Every year thousands of people in Australia turn to the services of mortgage brokers when applying for loans on their homes. Mortgages, unlike regular loans, typically feature interest rates instead of APR (annual percentage rates). There are two types of home loan rates; the first being fixed and the second being variable.
Both offer their own individual disadvantages and benefits, and the ideal type will depend on an applicant’s preferences and financial situation. In either event a good mortgage broker can go a long way, but what is it that they will do to ensure that their clients receive the best deal on their loan, as opposed to the types proposed to people applying to lenders directly?
It’s all in the relationship
Most brokers will have dedicated years to establishing relationships with lenders, and the main benefit of this is that they will be able to offer exclusive deals and savings to their clients. Rather than approaching just one, or perhaps two, brokers for a quote on their current deals, they will instead select a variety of suitable candidates when finding low interest rates.

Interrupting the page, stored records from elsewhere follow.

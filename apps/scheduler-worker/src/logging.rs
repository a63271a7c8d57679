//! Structured JSON logging setup using tracing.
//!
//! Initializes the tracing subscriber with JSON output suitable for log
//! aggregation systems like ELK, Datadog, or CloudWatch.

use tracing_subscriber::{fmt, layer::SubscriberExt, util::SubscriberInitExt, EnvFilter};

/// Initialize the tracing subscriber with JSON logging.
///
/// # Panics
///
/// Panics if the subscriber has already been initialized.
pub fn init_logging(filter: &str) {
    let filter_layer =
        match EnvFilter::try_from_default_env().or_else(|_| EnvFilter::try_new(filter)) {
            Ok(f) => f,
            Err(e) => {
                eprintln!("FATAL: Failed to create log filter: {e}");
                std::process::exit(1);
            }
        };

    let fmt_layer = fmt::layer()
        .json()
        .with_target(true)
        .with_thread_ids(false)
        .with_file(true)
        .with_line_number(true)
        .flatten_event(true);

    tracing_subscriber::registry()
        .with(fmt_layer)
        .with(filter_layer)
        .init();

    tracing::info!(filter = %filter, "Logging initialized");
}

#[cfg(test)]
mod tests {
    #[test]
    fn test_init_test_logging_does_not_panic() {
        // Repeated init attempts must stay idempotent in the test harness
        let _ = tracing_subscriber::fmt()
            .with_test_writer()
            .with_env_filter("debug")
            .try_init();
        let _ = tracing_subscriber::fmt()
            .with_test_writer()
            .with_env_filter("debug")
            .try_init();
    }
}
impl TriggerExecutorJob {
    /// Create a new executor job.
    pub fn new(pool: PgPool, calendar: Arc<dyn HolidayCalendar>) -> Self {
        Self {
            pool,
            calendar,
            batch_size: DEFAULT_BATCH_SIZE,
            today: None,
        }
    }

    /// Create with custom batch size.
    #[must_use]
    pub fn with_batch_size(mut self, batch_size: i64) -> Self {
        self.batch_size = batch_size.max(1);
        self
    }

    /// Pin "today" to a fixed date.
    #[must_use]
    pub fn with_today(mut self, today: NaiveDate) -> Self {
        self.today = Some(today);
        self
    }

    fn today(&self) -> NaiveDate {
        self.today.unwrap_or_else(|| Utc::now().date_naive())
    }

    /// Run one batch.
    ///
    /// Rules are processed sequentially, earliest due first. Per-rule
    /// failures are recorded as failed execution audit rows and counted;
    /// only the initial query failure propagates.
    #[instrument(skip(self))]
    pub async fn run(
        &self,
        input: &TriggerExecutorInput,
    ) -> Result<TriggerExecutorStats, TriggerExecutorJobError> {
        let today = self.today();
        let batch_size = input.batch_size.unwrap_or(self.batch_size).max(1);
        let mut stats = TriggerExecutorStats::default();

        let rules =
            RecurrenceTriggerRule::list_due(&self.pool, today, input.company_id, batch_size)
                .await
                .map_err(|e| TriggerExecutorJobError::Database(e.to_string()))?;

        if rules.is_empty() {
            debug!("No due trigger rules");
            return Ok(stats);
        }

        info!(count = rules.len(), "Processing due trigger rules");

        for rule in rules {
            stats.processed += 1;

            match self.process_rule(&rule, today).await {
                Ok(RuleOutcome::Fired { entity_id, due_date }) => {
                    stats.fired += 1;
                    info!(
                        rule_id = %rule.id,
                        company_id = %rule.company_id,
                        entity_id = %entity_id,
                        due_date = %due_date,
                        "Trigger rule fired"
                    );
                }
                Ok(RuleOutcome::Skipped(reason)) => {
                    stats.skipped += 1;
                    debug!(rule_id = %rule.id, reason, "Trigger rule skipped");
                }
                Err(e) => {
                    stats.failed += 1;
                    warn!(rule_id = %rule.id, error = %e, "Trigger rule failed");
                    self.record_failure(&rule, today, &e).await;
                }
            }
        }

        info!(
            processed = stats.processed,
            fired = stats.fired,
            skipped = stats.skipped,
            failed = stats.failed,
            "Trigger executor run complete"
        );

        Ok(stats)
    }

    /// Process a single rule: evaluate its firing condition, create the
    /// target entity, record the audit row, and reschedule.
    async fn process_rule(
        &self,
        rule: &RecurrenceTriggerRule,
        today: NaiveDate,
    ) -> Result<RuleOutcome, TriggerExecutorJobError> {
        if !self.should_fire(rule, today).await? {
            return Ok(RuleOutcome::Skipped(match rule.trigger_type {
                TriggerType::Conditional => "conditional rules are externally evaluated",
                TriggerType::EventBased => "no matching event since last execution",
                TriggerType::Scheduled => "not yet due",
            }));
        }

        // Duplicate-fire guard: a success row already exists for this rule
        // and date when a previous run crashed between entity creation and
        // reschedule, or when overlapping invocations race.
        let already_fired = TriggerExecution::succeeded_on(&self.pool, rule.id, today)
            .await
            .map_err(|e| TriggerExecutorJobError::Processing(e.to_string()))?;
        if already_fired {
            return Ok(RuleOutcome::Skipped("already fired today"));
        }

        let (entity_id, due_date) = self.create_target_entity(rule, today).await?;

        let detail = json!({
            "target_entity_type": rule.target_entity_type,
            "entity_id": entity_id,
            "due_date": format_due_date(due_date),
        });
        let recorded = TriggerExecution::record(
            &self.pool,
            rule.company_id,
            rule.id,
            today,
            ExecutionResult::Success,
            detail,
        )
        .await
        .map_err(|e| TriggerExecutorJobError::Processing(e.to_string()))?;
        if recorded.is_none() {
            debug!(rule_id = %rule.id, "Concurrent run recorded this execution first");
        }

        let next_execution =
            next_execution_after_fire(rule.trigger_type, today, rule.configured_frequency())
                .map_err(|e| TriggerExecutorJobError::Processing(e.to_string()))?;

        RecurrenceTriggerRule::record_fired(&self.pool, rule.company_id, rule.id, next_execution)
            .await
            .map_err(|e| TriggerExecutorJobError::Processing(e.to_string()))?;

        Ok(RuleOutcome::Fired { entity_id, due_date })
    }

    /// Evaluate a rule's firing condition.
    async fn should_fire(
        &self,
        rule: &RecurrenceTriggerRule,
        today: NaiveDate,
    ) -> Result<bool, TriggerExecutorJobError> {
        match rule.trigger_type {
            TriggerType::Scheduled => Ok(rule.next_execution_date <= today),
            TriggerType::EventBased => {
                let Some(event_type) = rule.trigger_expression.as_deref() else {
                    warn!(rule_id = %rule.id, "Event-based rule has no trigger expression");
                    return Ok(false);
                };
                let count = ComplianceEvent::count_matching_since(
                    &self.pool,
                    rule.company_id,
                    event_type,
                    rule.last_executed_at,
                )
                .await
                .map_err(|e| TriggerExecutorJobError::Processing(e.to_string()))?;
                Ok(count > 0)
            }
            // Owned by the separate condition-evaluation process.
            TriggerType::Conditional => Ok(false),
        }
    }

    /// Create the rule's target entity from its template data.
    async fn create_target_entity(
        &self,
        rule: &RecurrenceTriggerRule,
        today: NaiveDate,
    ) -> Result<(Uuid, NaiveDate), TriggerExecutorJobError> {
        let template: EntityTemplate = serde_json::from_value(rule.template_data.clone())
            .map_err(|e| TriggerExecutorJobError::Processing(format!("invalid template: {e}")))?;

        let frequency = match template.frequency.as_deref() {
            Some(descriptor) => ObligationFrequency::parse(descriptor).ok_or_else(|| {
                TriggerExecutorJobError::Processing(format!("invalid frequency: {descriptor}"))
            })?,
            None => rule.configured_frequency(),
        };

        let base_date = template.base_date.unwrap_or(today);
        let calculator = ScheduleCalculator::new(self.calendar.as_ref()).with_today(today);

        let due_date = match template.due_date {
            Some(due) => due,
            None => calculator
                .calculate_next_due_date(
                    frequency,
                    base_date,
                    None,
                    template.adjust_for_business_days,
                    template.grace_period_days,
                )
                .map_err(|e| TriggerExecutorJobError::Processing(e.to_string()))?,
        };

        match rule.target_entity_type {
            TargetEntityType::Schedule => {
                let schedule = ObligationSchedule::create(
                    &self.pool,
                    rule.company_id,
                    CreateSchedule {
                        obligation_id: template.obligation_id,
                        frequency,
                        base_date,
                        next_due_date: due_date,
                    },
                )
                .await
                .map_err(|e| TriggerExecutorJobError::Processing(e.to_string()))?;
                Ok((schedule.id, due_date))
            }
            TargetEntityType::Deadline => {
                let deadline = ComplianceDeadline::create(
                    &self.pool,
                    rule.company_id,
                    CreateDeadline {
                        obligation_id: template.obligation_id,
                        schedule_id: template.schedule_id,
                        due_date,
                        compliance_period_start: template.compliance_period_start,
                        compliance_period_end: template.compliance_period_end,
                    },
                )
                .await
                .map_err(|e| TriggerExecutorJobError::Processing(e.to_string()))?;
                Ok((deadline.id, due_date))
            }
        }
    }

    /// Record a failed execution. Failures here are logged and swallowed so
    /// audit problems cannot cascade into the batch.
    async fn record_failure(
        &self,
        rule: &RecurrenceTriggerRule,
        today: NaiveDate,
        error: &TriggerExecutorJobError,
    ) {
        let detail = json!({ "error": error.to_string() });
        if let Err(e) = TriggerExecution::record(
            &self.pool,
            rule.company_id,
            rule.id,
            today,
            ExecutionResult::Failed,
            detail,
        )
        .await
        {
            warn!(rule_id = %rule.id, error = %e, "Failed to record execution failure");
        }
    }
}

Once a selection of rates have been sourced, the next thing to do will be to compare them and narrow the choices down. At this point, a good broker will get in touch with their client and present the results of their findings. The purpose of this phase is to allow the applicant to identify the types of offers that they may like the sound of, before requesting that their broker puts forward an application on their behalf, or returns to the lender for negotiations.
The latter option can be a great advantage, especially as many lenders will be willing to drop their rates, or offer exclusive deals in a bid to get new clients on board. With the help of a broker, the entire process can be handled by an expert, whilst offering the best results for an applicant. Considering the duration of an average mortgage, it makes far more sense to come to a suitable deal on interest rates, as opposed to settling on one that could leave the applicant out of pocket in the future.